If we augment the specification with FCI and DSR, these enter in significantly for IP growth. The FCI also enters in significantly for GDP growth and CI growth as well, with the difference being the spread is not statistically significant in either of those two cases. DSR is only significant for the Coincident Index.
One might wonder if the results are being distorted by the inclusion of the pandemic period. In order to check this, I drop interest rate data from 2019M01-2020M12.
Notes: Dependent variable is 12 month log difference of industrial production (IP), monthly GDP (GDP), or coincident index (CI). spread is the 10yr-3mo Treasury spread in bps, FCI is Chicago Fed National Financial Conditions Index, and DSR is the debt-service ratio for private nonfinancial sector, in decimal form. Bold face denotes statistical significance at 5% msl, using Newey-West robust standard errors. Source: author’s calculations.

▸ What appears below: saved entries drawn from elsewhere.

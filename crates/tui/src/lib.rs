//! # Folio TUI Library
//!
//! A single-page portfolio rendered in the terminal with Ratatui. The page
//! is one tall scrolling document (hero, expertise, portfolio, resources,
//! testimonials and footer) under a navigation bar whose chrome elevates once
//! the page scrolls past a small threshold. Narrow terminals get a compact
//! bar with a toggleable menu.
//!
//! ## Architecture
//!
//! - `app`: application state and message handling
//! - `ui::page`: composition of the catalog into styled rows
//! - `ui::scroll`: viewport, scroll notifications and the elevation observer
//! - `ui::components`: navigation bar and floating chat button
//! - `ui::runtime`: terminal lifecycle and the event loop

mod app;
mod ui;

use anyhow::Result;
use folio_types::ContentCatalog;

pub use ui::runtime::RunOptions;
pub use ui::theme::{THEME_ENV, ThemeDefinition, catalog::all as themes};

use crate::ui::page::{self, PageContext};
use crate::ui::theme::{LimeTheme, Theme};

/// Runs the interactive page until the user quits.
///
/// # Errors
///
/// Terminal setup or teardown failures.
pub async fn run(options: RunOptions) -> Result<()> {
    ui::runtime::run_app(options).await
}

/// Renders the whole page as plain text at `width` columns.
///
/// Used for non-interactive output; the navigation bar and floating button
/// are omitted.
pub fn render_plain(catalog: &ContentCatalog, width: u16, year: i32) -> String {
    let theme = LimeTheme::new();
    let ctx = PageContext {
        catalog,
        theme: &theme as &dyn Theme,
        width: width.max(20),
        pulse: true,
        year,
    };
    page::compose(&ctx).plain_text()
}

#[cfg(test)]
mod tests {
    use super::*;

    #[test]
    fn plain_render_lists_sections_in_order() {
        let catalog = folio_catalog::embedded().expect("embedded catalog");
        let text = render_plain(&catalog, 100, 2026);
        let headings = ["Driving ROI with", "Core Expertise", "Recent Projects", "Free AI Automation Toolkit", "Partners", "Say Hello"];
        let positions: Vec<usize> = headings.iter().map(|h| text.find(h).expect(h)).collect();
        assert!(positions.windows(2).all(|pair| pair[0] < pair[1]));
        assert!(text.contains("© 2026 Saim Ahmad. All rights reserved."));
        assert!(text.lines().all(|line| line.chars().count() <= 100));
    }

    #[test]
    fn theme_listing_is_not_empty() {
        assert!(themes().iter().any(|definition| definition.id == "lime"));
    }
}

Now the spread does not enter in significantly in any specification (although it is significant at the 10% msl for the bivariate IP-spread regression). In fact, the importance of the spread seems to be an artefact of the pandemic period. For the sample predating the pandemic, one obtains the following estimates.
Notes: Dependent variable is 12 month log difference of industrial production (IP), monthly GDP (GDP), or coincident index (CI). spread is the 10yr-3mo Treasury spread in bps, FCI is Chicago Fed National Financial Conditions Index, and DSR is the debt-service ratio for private nonfinancial sector, in decimal form. Bold face denotes statistical significance at 5% msl, using Newey-West robust standard errors. Source: author’s calculations.
While it has been standard practice to take industrial production as a proxy for a broad aggregate, this is pretty much an expediency, rather than something economically motivated. Industrial production (mining, utilities and manufacturing) accounted for only 13% of GDP in 2023. So if one wants to investigate the implications of financial indicators for aggregate economic activity, it makes more sense to focus upon GDP.
The conclusion is that the term spread does predict IP growth, but doesn’t predict overall economic activity, over the last thirty years. Interestingly, in line the findings in Ahmed and Chinn (2024), the foreign term spread does predict GDP.